TASK TO COMPLETE:
Every entry needs to be reproduced exactly.
[MATERIAL PROVIDED — start]
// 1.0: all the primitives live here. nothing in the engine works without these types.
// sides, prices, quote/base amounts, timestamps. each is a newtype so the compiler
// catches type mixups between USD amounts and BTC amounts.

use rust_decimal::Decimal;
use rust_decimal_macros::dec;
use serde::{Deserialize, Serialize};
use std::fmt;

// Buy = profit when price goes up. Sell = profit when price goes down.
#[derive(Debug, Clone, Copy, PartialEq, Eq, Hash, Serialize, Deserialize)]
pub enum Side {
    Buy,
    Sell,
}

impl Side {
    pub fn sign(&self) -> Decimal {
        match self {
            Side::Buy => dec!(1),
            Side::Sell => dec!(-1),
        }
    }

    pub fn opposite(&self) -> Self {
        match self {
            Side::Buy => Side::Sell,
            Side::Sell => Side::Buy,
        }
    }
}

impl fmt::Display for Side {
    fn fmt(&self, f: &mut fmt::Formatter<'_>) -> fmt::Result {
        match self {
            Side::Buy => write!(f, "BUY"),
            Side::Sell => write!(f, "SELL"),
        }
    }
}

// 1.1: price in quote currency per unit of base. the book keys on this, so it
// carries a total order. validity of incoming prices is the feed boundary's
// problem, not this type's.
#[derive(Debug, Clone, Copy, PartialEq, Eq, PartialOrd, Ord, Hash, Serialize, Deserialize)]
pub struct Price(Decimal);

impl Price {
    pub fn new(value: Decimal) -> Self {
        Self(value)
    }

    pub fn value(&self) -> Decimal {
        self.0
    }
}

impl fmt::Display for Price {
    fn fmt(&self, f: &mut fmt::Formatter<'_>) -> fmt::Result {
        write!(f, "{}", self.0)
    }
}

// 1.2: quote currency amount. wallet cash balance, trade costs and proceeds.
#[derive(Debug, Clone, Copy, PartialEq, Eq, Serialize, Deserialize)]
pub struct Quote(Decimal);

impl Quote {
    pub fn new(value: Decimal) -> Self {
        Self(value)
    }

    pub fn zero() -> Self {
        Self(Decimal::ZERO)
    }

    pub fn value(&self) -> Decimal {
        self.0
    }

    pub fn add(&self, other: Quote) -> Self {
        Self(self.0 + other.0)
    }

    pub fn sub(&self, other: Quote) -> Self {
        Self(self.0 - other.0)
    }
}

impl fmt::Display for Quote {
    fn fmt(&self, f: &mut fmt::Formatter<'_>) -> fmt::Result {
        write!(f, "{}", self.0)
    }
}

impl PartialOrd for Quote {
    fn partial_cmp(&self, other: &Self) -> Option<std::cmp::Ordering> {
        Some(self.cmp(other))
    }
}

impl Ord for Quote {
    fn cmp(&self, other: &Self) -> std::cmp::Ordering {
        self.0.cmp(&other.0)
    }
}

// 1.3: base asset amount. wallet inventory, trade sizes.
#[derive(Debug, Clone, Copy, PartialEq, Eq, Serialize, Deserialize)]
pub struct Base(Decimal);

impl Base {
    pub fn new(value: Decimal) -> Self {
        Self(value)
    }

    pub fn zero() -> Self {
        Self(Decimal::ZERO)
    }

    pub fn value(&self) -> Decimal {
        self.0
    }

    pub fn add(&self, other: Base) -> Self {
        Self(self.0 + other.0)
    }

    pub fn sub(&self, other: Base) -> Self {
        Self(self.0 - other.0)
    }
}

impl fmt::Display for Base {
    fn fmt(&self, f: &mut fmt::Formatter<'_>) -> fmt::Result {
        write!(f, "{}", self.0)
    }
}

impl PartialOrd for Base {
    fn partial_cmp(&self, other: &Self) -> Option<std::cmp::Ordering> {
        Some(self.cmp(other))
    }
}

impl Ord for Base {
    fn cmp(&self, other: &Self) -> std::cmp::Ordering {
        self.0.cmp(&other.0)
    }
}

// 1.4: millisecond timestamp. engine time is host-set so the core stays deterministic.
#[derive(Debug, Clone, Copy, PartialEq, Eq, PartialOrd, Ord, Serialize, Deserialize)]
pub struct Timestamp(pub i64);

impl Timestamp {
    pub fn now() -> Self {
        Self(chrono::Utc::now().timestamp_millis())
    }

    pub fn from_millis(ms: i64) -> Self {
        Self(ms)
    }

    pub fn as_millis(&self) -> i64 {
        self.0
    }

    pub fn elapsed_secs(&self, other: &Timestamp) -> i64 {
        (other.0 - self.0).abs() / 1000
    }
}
[MATERIAL PROVIDED — finish]
YOUR SOLUTION:
// 1.0: all the primitives live here. nothing in the engine works without these types.
// sides, prices, quote/base amounts, timestamps. each is a newtype so the compiler
// catches type mixups between USD amounts and BTC amounts.

use rust_decimal::Decimal;
use rust_decimal_macros::dec;
use serde::{Deserialize, Serialize};
use std::fmt;

// Buy = profit when price goes up. Sell = profit when price goes down.
#[derive(Debug, Clone, Copy, PartialEq, Eq, Hash, Serialize, Deserialize)]
pub enum Side {
    Buy,
    Sell,
}

impl Side {
    pub fn sign(&self) -> Decimal {
        match self {
            Side::Buy => dec!(1),
            Side::Sell => dec!(-1),
        }
    }

    pub fn opposite(&self) -> Self {
        match self {
            Side::Buy => Side::Sell,
            Side::Sell => Side::Buy,
        }
    }
}

impl fmt::Display for Side {
    fn fmt(&self, f: &mut fmt::Formatter<'_>) -> fmt::Result {
        match self {
            Side::Buy => write!(f, "BUY"),
            Side::Sell => write!(f, "SELL"),
        }
    }
}

// 1.1: price in quote currency per unit of base. the book keys on this, so it
// carries a total order. validity of incoming prices is the feed boundary's
// problem, not this type's.
#[derive(Debug, Clone, Copy, PartialEq, Eq, PartialOrd, Ord, Hash, Serialize, Deserialize)]
pub struct Price(Decimal);

impl Price {
    pub fn new(value: Decimal) -> Self {
        Self(value)
    }

    pub fn value(&self) -> Decimal {
        self.0
    }
}

impl fmt::Display for Price {
    fn fmt(&self, f: &mut fmt::Formatter<'_>) -> fmt::Result {
        write!(f, "{}", self.0)
    }
}

// 1.2: quote currency amount. wallet cash balance, trade costs and proceeds.
#[derive(Debug, Clone, Copy, PartialEq, Eq, Serialize, Deserialize)]
pub struct Quote(Decimal);

impl Quote {
    pub fn new(value: Decimal) -> Self {
        Self(value)
    }

    pub fn zero() -> Self {
        Self(Decimal::ZERO)
    }

    pub fn value(&self) -> Decimal {
        self.0
    }

    pub fn add(&self, other: Quote) -> Self {
        Self(self.0 + other.0)
    }

    pub fn sub(&self, other: Quote) -> Self {
        Self(self.0 - other.0)
    }
}

impl fmt::Display for Quote {
    fn fmt(&self, f: &mut fmt::Formatter<'_>) -> fmt::Result {
        write!(f, "{}", self.0)
    }
}

impl PartialOrd for Quote {
    fn partial_cmp(&self, other: &Self) -> Option<std::cmp::Ordering> {
        Some(self.cmp(other))
    }
}

impl Ord for Quote {
    fn cmp(&self, other: &Self) -> std::cmp::Ordering {
        self.0.cmp(&other.0)
    }
}

// 1.3: base asset amount. wallet inventory, trade sizes.
#[derive(Debug, Clone, Copy, PartialEq, Eq, Serialize, Deserialize)]
pub struct Base(Decimal);

impl Base {
    pub fn new(value: Decimal) -> Self {
        Self(value)
    }

    pub fn zero() -> Self {
        Self(Decimal::ZERO)
    }

    pub fn value(&self) -> Decimal {
        self.0
    }

    pub fn add(&self, other: Base) -> Self {
        Self(self.0 + other.0)
    }

    pub fn sub(&self, other: Base) -> Self {
        Self(self.0 - other.0)
    }
}

impl fmt::Display for Base {
    fn fmt(&self, f: &mut fmt::Formatter<'_>) -> fmt::Result {
        write!(f, "{}", self.0)
    }
}

impl PartialOrd for Base {
    fn partial_cmp(&self, other: &Self) -> Option<std::cmp::Ordering> {
        Some(self.cmp(other))
    }
}

impl Ord for Base {
    fn cmp(&self, other: &Self) -> std::cmp::Ordering {
        self.0.cmp(&other.0)
    }
}

// 1.4: millisecond timestamp. engine time is host-set so the core stays deterministic.
#[derive(Debug, Clone, Copy, PartialEq, Eq, PartialOrd, Ord, Serialize, Deserialize)]
pub struct Timestamp(pub i64);

impl Timestamp {
    pub fn now() -> Self {
        Self(chrono::Utc::now().timestamp_millis())
    }

    pub fn from_millis(ms: i64) -> Self {
        Self(ms)
    }

    pub fn as_millis(&self) -> i64 {
        self.0
    }

    pub fn elapsed_secs(&self, other: &Timestamp) -> i64 {
        (other.0 - self.0).abs() / 1000
    }
}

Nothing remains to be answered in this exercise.